Several problems compute the volume of cylindrical granaries (41, 42, and 43 of the RMP), while problem 60 RMP seems to concern a pillar or a cone instead of a pyramid. It is rather small and steep, with a seked (slope) of four palms (per cubit).

A problem appearing in section IV.3 of the Lahun Mathematical Papyri computes the volume of a granary with a circular base. A similar problem and procedure can be found in the Rhind papyrus (problem 43).
Several problems in the Moscow Mathematical Papyrus (problem 14) and in the Rhind Mathematical Papyrus (numbers 44, 45, 46) compute the volume of a rectangular granary.
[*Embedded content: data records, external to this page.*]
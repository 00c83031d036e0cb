// ABOUTME: Domain models for the four record types owned by the record store
// ABOUTME: Subject, Workout, ProgressEntry, and MealPlan plus their validated inputs
//
// SPDX-License-Identifier: MIT OR Apache-2.0
// Copyright (c) 2025 FitTrack Contributors

mod meal_plan;
mod progress;
mod subject;
mod workout;

pub use meal_plan::{MealPlan, MealPlanRequest};
pub use progress::{NewProgressEntry, ProgressEntry, RecordProgressRequest};
pub use subject::{Subject, SubjectRequest};
pub use workout::{Difficulty, Workout, WorkoutRequest, WorkoutSummary};

use crate::errors::{AppError, AppResult};

/// Maximum length of a subject username
pub const MAX_USERNAME_LEN: usize = 50;

/// Maximum length of workout and meal plan names
pub const MAX_NAME_LEN: usize = 100;

/// Reject blank or over-long names
pub(crate) fn validate_name(field: &str, value: &str, max_len: usize) -> AppResult<()> {
    let trimmed = value.trim();
    if trimmed.is_empty() {
        return Err(AppError::missing_field(field));
    }
    if trimmed.chars().count() > max_len {
        return Err(AppError::invalid_input(format!(
            "{field} must be at most {max_len} characters"
        )));
    }
    Ok(())
}

/// Reject negative, zero or non-finite measurements
pub(crate) fn validate_positive(field: &str, value: Option<f64>) -> AppResult<()> {
    match value {
        Some(v) if !v.is_finite() || v <= 0.0 => Err(AppError::invalid_input(format!(
            "{field} must be a positive number"
        ))),
        _ => Ok(()),
    }
}

/// Convert a signed count into a non-negative one
pub(crate) fn non_negative_count(field: &str, value: i64) -> AppResult<u32> {
    u32::try_from(value)
        .map_err(|_| AppError::invalid_input(format!("{field} must be a non-negative integer")))
}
Problem 14 of the Moscow Mathematical Papyrus computes the volume of a truncated pyramid, also known as a frustum.

Volumes
| Object | Source | Formula (using modern notation) |
| Cylindrical granaries | RMP 41 | $V = \frac{256}{81} r^2\ h$ measured in cubic-cubits |
| Cylindrical granaries | RMP 42, Lahun IV.3 | $V = \frac{32}{27} d^2\ h = \frac{128}{27} r^2\ h$ (measured in khar). |
| Rectangular granaries | RMP 44-46 and MMP 14 | $V = w \ l \ h$ w = width, l = length, h = height |
| Truncated pyramid (frustum) | MMP 14 | $V = \frac{1}{3} (a^2 + ab + b^2) h$ |

==Seked==
Problem 56 of the RMP indicates an understanding of the idea of geometric similarity. This problem discusses the ratio run/rise, also known as the seked. Such a formula would be needed for building pyramids. In the next problem (Problem 57), the height of a pyramid is calculated from the base length and the seked (Egyptian for slope), while problem 58 gives the length of the base and the height and uses these measurements to compute the seked.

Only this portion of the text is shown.